As I saw it, Maggie’s life-force was pushing back against her “submission”. She’d be off doing her “independence thing,” but she wasn’t really serious about it, at least on a surface level, because she would find a boy, and then follow him off on whatever “his thing” was, and be miserable about it. But think (wrongly) it was what she wanted to do. (She had even gotten to Alaska by following a boyfriend there.)
But her life-force rebelled against the submission (not her independence!), killing off the boys and allowing her to regain her independence. Essentially, the feminist life-force wouldn’t be able to keep a man until she could do it WITHOUT giving up her independence.
I don’t remember which season it was that had “Mike”, the bubble-guy played by Anthony Edwards(after Revenge of the Nerds, but before ER). When they start dating, Maggie falls back into her old pattern: she drops her own interests to help him on his environmental crusade, cooking organic foods and wearing pretty housedresses. Again, the life-force rebels, but in a way specific to this sickly character – it cures him, so that he leaves.
The only character that she sleeps with who she doesn’t kill is Joel, and that was because she never submitted to him. She matches him neurosis for neurosis, of course, and sometimes acts in questionable ways (as, I agree, the non-sex episode shows), but I thought that in many ways it made her a richer character, both as a character and as a female character.
Far from being a “warning to feminists”, it read to me as a warning to men: “Don’t squelch the latent feminist spirit, because it can’t be kept down.” It was not, after all, the feminists who were doing the dying! Mike wasn’t killed because he never bought in to the new “domesticated” Maggie, and left her rather than dragging her away on his crusade. He respected the spirit, so the spirit respected him.
Ragtime’s read makes so much sense I wanted to give it its own post.
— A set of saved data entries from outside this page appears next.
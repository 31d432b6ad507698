//! Error types for the message catalog and frame codec

use thiserror::Error;

/// Errors that can occur while loading a catalog or converting frames
#[derive(Debug, Error)]
pub enum CatalogError {
    /// Message name not defined
    #[error("unknown message: {0}")]
    UnknownMessage(String),

    /// CAN id not defined
    #[error("unknown CAN id: 0x{0:X}")]
    UnknownCanId(u32),

    /// CAN id string could not be parsed
    #[error("invalid CAN id '{0}'")]
    InvalidCanId(String),

    /// Two messages share a CAN id
    #[error("duplicate CAN id 0x{id:X} ({first} and {second})")]
    DuplicateCanId {
        id: u32,
        first: String,
        second: String,
    },

    /// Signal does not fit the frame
    #[error("invalid layout for {message}.{signal}: {detail}")]
    InvalidLayout {
        message: String,
        signal: String,
        detail: String,
    },

    /// Received payload shorter than the message's DLC
    #[error("frame for {message} has {actual} bytes, expected {expected}")]
    FrameTooShort {
        message: String,
        expected: usize,
        actual: usize,
    },

    /// DLC beyond a classic CAN frame
    #[error("invalid DLC {dlc} for {message}")]
    InvalidDlc { message: String, dlc: u8 },

    /// Label not present in the signal's value table
    #[error("unknown label '{label}' for signal {signal}")]
    UnknownLabel { signal: String, label: String },

    /// Physical value outside the encodable range
    #[error("value out of range for {signal}: {value} not in [{min}, {max}]")]
    ValueOutOfRange {
        signal: String,
        value: f64,
        min: f64,
        max: f64,
    },

    /// YAML parsing error
    #[error("YAML parse error: {0}")]
    YamlError(#[from] serde_yaml::Error),

    /// IO error
    #[error("IO error: {0}")]
    IoError(#[from] std::io::Error),
}

/// Result type for catalog operations
pub type CatalogResult<T> = Result<T, CatalogError>;

/// Parse a CAN id string
///
/// Accepts formats: "0x6A0", "0X6A0", "1696"
pub fn parse_can_id(s: &str) -> CatalogResult<u32> {
    let s = s.trim();
    let (digits, radix) = match s.strip_prefix("0x").or_else(|| s.strip_prefix("0X")) {
        Some(hex) => (hex, 16),
        None => (s, 10),
    };
    u32::from_str_radix(digits, radix).map_err(|_| CatalogError::InvalidCanId(s.to_string()))
}
//! Message and signal names of the charging network

/// Charge controller status, received by the station
pub mod charge_info {
    pub const MESSAGE: &str = "ChargeInfo";
    pub const STATE_MACHINE_STATE: &str = "StateMachineState";
    pub const CONTROL_PILOT_STATE: &str = "ControlPilotState";
}

/// Vehicle maximum ratings, received during Parameter
pub mod ev_max_limits {
    pub const MESSAGE: &str = "EVDCMaxLimits";
    pub const MAX_VOLTAGE: &str = "EVMaxVoltage";
    pub const MAX_POWER: &str = "EVMaxPower";
    pub const MAX_CURRENT: &str = "EVMaxCurrent";
}

/// Vehicle set points, received during PreCharge and Charge
pub mod ev_charge_targets {
    pub const MESSAGE: &str = "EVDCChargeTargets";
    pub const PRECHARGE_VOLTAGE: &str = "EVPreChargeVoltage";
    pub const TARGET_CURRENT: &str = "EVTargetCurrent";
    pub const TARGET_VOLTAGE: &str = "EVTargetVoltage";
}

/// Station status, transmitted by the station
pub mod evse_status {
    pub const MESSAGE: &str = "EVSEDCStatus";
    pub const PRESENT_CURRENT: &str = "EVSEPresentCurrent";
    pub const PRESENT_VOLTAGE: &str = "EVSEPresentVoltage";
    pub const ISOLATION_STATUS: &str = "EVSEIsolationStatus";
    pub const FREE_SERVICE: &str = "EVSEFreeService";
    pub const VOLTAGE_LIMIT_ACHIEVED: &str = "EVSEVoltageLimitAchieved";
    pub const STATUS_CODE: &str = "EVSEStatusCode";
    pub const CURRENT_LIMIT_ACHIEVED: &str = "EVSECurrentLimitAchieved";
    pub const POWER_LIMIT_ACHIEVED: &str = "EVSEPowerLimitAchieved";
    pub const PROCESSING_CA: &str = "EVSEProcessingCA";
    pub const PROCESSING_CPD: &str = "EVSEProcessingCPD";
    pub const PROCESSING_CC: &str = "EVSEProcessingCC";
}

/// Station identifier
pub mod evse_id {
    pub const MESSAGE: &str = "EVSEID";
    pub const EVSE_ID: &str = "EVSEID";
}

pub mod evse_max_limits {
    pub const MESSAGE: &str = "EVSEDCMaxLimits";
    pub const MAX_CURRENT: &str = "EVSEMaxCurrent";
    pub const MAX_VOLTAGE: &str = "EVSEMaxVoltage";
    pub const MAX_POWER: &str = "EVSEMaxPower";
    pub const ENERGY_TO_BE_DELIVERED: &str = "EVSEEnergyToBeDelivered";
}

pub mod evse_regulation_limits {
    pub const MESSAGE: &str = "EVSEDCRegulationLimits";
    pub const MIN_CURRENT: &str = "EVSEMinCurrent";
    pub const MIN_VOLTAGE: &str = "EVSEMinVoltage";
    pub const PEAK_CURRENT_RIPPLE: &str = "EVSEPeakCurrentRipple";
    pub const CURRENT_REGULATION_TOLERANCE: &str = "EVSECurrentRegulationTolerance";
}

/// Plug status on the vehicle-side bus
pub mod ev_plug_status {
    pub const MESSAGE: &str = "EVPlugStatus";
    pub const DUTY_CYCLE: &str = "EVControlPilotDutyCycle";
    pub const CONTROL_PILOT_STATE: &str = "EVControlPilotState";
    pub const PROXIMITY_PIN_STATE: &str = "EVProximityPinState";
}

/// Enumeration labels shared by several signals
pub mod labels {
    pub const ONGOING: &str = "Ongoing";
    pub const FINISHED: &str = "Finished";
    pub const VALID: &str = "Valid";
    pub const INVALID: &str = "Invalid";
    pub const FALSE: &str = "False";
    pub const EVSE_READY: &str = "EVSE_Ready";
}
Even the “you had permission” episode I cited above can be read as Maggie struggling with the contradictory messages heterosexual women get: “if he really wants you, nothing will stop him from having you, and this is very romantic and flattering, except of course when it’s rape, but we don’t talk about that and if we did, it would be your fault for not wearing a mumu.”
Additionally, considering how the rest of the women were presented (see my very positive reviews of Eve and Shelly) and how subtle the show was overall, I have to concede that Ragtime’s take is probably more what the producers had in mind.
My take may be unfair, but the historical context in which it occurred makes it worthy of discussion all the same. I was probably extra critical of Maggie because she was the first TV woman I’d ever seen who seemed stable and indepedent (at first). It was the early 90’s, for cryin’ out loud. I should have seen hundreds of women characters who did men’s work and wore dresses and liked men but didn’t need them. After relating to all those women, I would’ve seen Maggie for what she was – a flawed person and not a social statement. Instead, she was a momentary beacon of hope – “finally, a woman I can relate to!” – dimmed quickly by the usual suspects. It didn’t even occur to me that maybe that was the essence of her story. I just saw one more betrayal of my gender by filmmakers.